Prompt
Where a line holds the word "caller", copy that line from the data below.

Data for analysis
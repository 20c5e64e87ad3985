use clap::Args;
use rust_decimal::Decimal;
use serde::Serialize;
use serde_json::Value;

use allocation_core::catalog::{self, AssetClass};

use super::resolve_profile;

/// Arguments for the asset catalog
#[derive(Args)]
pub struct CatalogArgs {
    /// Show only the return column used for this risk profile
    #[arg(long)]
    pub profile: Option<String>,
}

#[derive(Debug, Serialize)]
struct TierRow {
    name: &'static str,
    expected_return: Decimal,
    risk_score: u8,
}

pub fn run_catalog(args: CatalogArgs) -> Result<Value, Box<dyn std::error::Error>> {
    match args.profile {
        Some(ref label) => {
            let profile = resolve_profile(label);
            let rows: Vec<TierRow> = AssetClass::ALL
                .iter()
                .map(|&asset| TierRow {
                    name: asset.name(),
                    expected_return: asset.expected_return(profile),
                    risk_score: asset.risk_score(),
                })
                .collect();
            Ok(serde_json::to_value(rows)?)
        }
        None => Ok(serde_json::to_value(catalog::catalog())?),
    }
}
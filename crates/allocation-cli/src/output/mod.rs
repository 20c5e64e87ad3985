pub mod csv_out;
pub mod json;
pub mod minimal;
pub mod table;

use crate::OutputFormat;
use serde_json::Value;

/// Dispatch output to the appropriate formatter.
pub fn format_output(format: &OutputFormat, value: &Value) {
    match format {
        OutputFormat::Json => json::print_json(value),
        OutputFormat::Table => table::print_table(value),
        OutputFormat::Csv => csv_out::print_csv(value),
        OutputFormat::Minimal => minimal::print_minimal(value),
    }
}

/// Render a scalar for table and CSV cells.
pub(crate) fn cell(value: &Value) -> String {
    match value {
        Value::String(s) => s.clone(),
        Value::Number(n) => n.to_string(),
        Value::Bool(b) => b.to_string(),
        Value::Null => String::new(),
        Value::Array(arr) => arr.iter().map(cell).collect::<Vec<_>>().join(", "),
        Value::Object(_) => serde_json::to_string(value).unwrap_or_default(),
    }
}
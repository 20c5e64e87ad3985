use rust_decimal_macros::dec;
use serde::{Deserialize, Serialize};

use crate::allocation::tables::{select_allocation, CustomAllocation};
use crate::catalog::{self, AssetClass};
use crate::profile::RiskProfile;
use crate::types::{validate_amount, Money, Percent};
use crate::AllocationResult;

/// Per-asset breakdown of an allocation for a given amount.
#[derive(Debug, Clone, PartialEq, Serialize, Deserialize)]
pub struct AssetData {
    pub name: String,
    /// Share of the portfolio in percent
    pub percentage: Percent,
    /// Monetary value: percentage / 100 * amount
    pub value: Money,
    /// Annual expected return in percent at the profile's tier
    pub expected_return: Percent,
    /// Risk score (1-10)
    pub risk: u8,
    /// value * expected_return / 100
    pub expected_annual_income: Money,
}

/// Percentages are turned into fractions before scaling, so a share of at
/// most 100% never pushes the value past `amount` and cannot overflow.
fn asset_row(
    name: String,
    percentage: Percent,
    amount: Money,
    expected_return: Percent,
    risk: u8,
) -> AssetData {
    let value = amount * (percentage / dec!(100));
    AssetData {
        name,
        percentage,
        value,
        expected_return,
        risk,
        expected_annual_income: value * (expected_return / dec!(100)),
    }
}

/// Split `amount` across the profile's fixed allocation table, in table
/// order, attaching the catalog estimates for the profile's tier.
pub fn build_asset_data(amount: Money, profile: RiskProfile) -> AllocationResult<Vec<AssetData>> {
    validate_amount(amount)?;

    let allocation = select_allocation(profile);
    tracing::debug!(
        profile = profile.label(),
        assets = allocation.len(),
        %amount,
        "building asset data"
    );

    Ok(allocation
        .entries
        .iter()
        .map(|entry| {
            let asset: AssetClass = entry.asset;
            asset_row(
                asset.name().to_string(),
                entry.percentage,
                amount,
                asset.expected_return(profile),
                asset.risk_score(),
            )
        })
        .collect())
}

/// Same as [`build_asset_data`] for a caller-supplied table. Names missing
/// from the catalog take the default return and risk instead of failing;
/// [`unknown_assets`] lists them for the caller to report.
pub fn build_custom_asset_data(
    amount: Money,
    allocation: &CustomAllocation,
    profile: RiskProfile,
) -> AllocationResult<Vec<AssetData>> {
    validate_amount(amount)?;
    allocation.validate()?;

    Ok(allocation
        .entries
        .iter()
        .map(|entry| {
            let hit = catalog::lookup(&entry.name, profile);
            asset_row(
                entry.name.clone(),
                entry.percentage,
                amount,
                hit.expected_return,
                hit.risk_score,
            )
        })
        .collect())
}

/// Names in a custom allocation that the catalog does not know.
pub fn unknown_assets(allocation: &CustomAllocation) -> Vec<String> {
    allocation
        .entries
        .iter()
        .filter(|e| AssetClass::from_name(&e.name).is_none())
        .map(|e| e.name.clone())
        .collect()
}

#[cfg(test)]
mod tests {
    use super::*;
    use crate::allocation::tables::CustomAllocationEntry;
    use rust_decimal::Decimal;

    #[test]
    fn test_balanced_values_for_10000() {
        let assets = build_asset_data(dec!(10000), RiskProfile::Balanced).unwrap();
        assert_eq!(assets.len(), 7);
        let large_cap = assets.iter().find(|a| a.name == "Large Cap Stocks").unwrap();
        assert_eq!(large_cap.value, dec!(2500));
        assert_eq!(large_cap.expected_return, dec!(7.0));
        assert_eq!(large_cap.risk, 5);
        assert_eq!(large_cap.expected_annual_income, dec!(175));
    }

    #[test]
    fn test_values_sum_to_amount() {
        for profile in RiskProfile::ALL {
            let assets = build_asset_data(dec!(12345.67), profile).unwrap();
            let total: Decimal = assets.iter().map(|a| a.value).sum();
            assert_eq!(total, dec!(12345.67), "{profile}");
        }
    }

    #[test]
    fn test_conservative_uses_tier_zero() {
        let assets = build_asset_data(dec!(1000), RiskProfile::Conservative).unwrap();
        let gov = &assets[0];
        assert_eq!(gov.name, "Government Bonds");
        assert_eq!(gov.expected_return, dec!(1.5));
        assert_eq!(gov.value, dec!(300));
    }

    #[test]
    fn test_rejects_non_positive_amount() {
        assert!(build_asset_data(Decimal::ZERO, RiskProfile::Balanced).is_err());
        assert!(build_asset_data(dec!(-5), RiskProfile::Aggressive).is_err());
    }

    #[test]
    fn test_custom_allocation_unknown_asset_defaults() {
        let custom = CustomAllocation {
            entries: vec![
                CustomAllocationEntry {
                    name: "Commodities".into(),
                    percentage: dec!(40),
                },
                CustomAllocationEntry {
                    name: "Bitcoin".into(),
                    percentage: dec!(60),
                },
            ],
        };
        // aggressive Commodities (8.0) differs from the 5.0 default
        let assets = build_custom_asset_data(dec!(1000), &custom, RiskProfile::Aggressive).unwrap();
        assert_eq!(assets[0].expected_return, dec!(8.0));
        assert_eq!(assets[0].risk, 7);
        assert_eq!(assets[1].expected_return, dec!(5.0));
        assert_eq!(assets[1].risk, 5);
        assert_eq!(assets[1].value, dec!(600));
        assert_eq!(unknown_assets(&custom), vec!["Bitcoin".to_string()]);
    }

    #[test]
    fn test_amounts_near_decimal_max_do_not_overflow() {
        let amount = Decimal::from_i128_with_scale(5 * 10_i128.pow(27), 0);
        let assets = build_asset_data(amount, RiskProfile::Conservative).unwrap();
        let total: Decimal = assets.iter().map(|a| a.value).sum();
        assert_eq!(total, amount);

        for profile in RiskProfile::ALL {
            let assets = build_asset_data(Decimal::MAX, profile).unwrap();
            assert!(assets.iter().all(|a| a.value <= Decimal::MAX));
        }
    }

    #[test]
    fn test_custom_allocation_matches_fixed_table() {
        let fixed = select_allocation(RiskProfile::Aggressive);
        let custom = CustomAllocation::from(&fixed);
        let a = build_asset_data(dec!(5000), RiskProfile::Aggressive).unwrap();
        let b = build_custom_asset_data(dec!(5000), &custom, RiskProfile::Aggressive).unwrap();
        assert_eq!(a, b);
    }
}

Final answer
/// Same as [`build_asset_data`] for a caller-supplied table. Names missing
/// [`unknown_assets`] lists them for the caller to report.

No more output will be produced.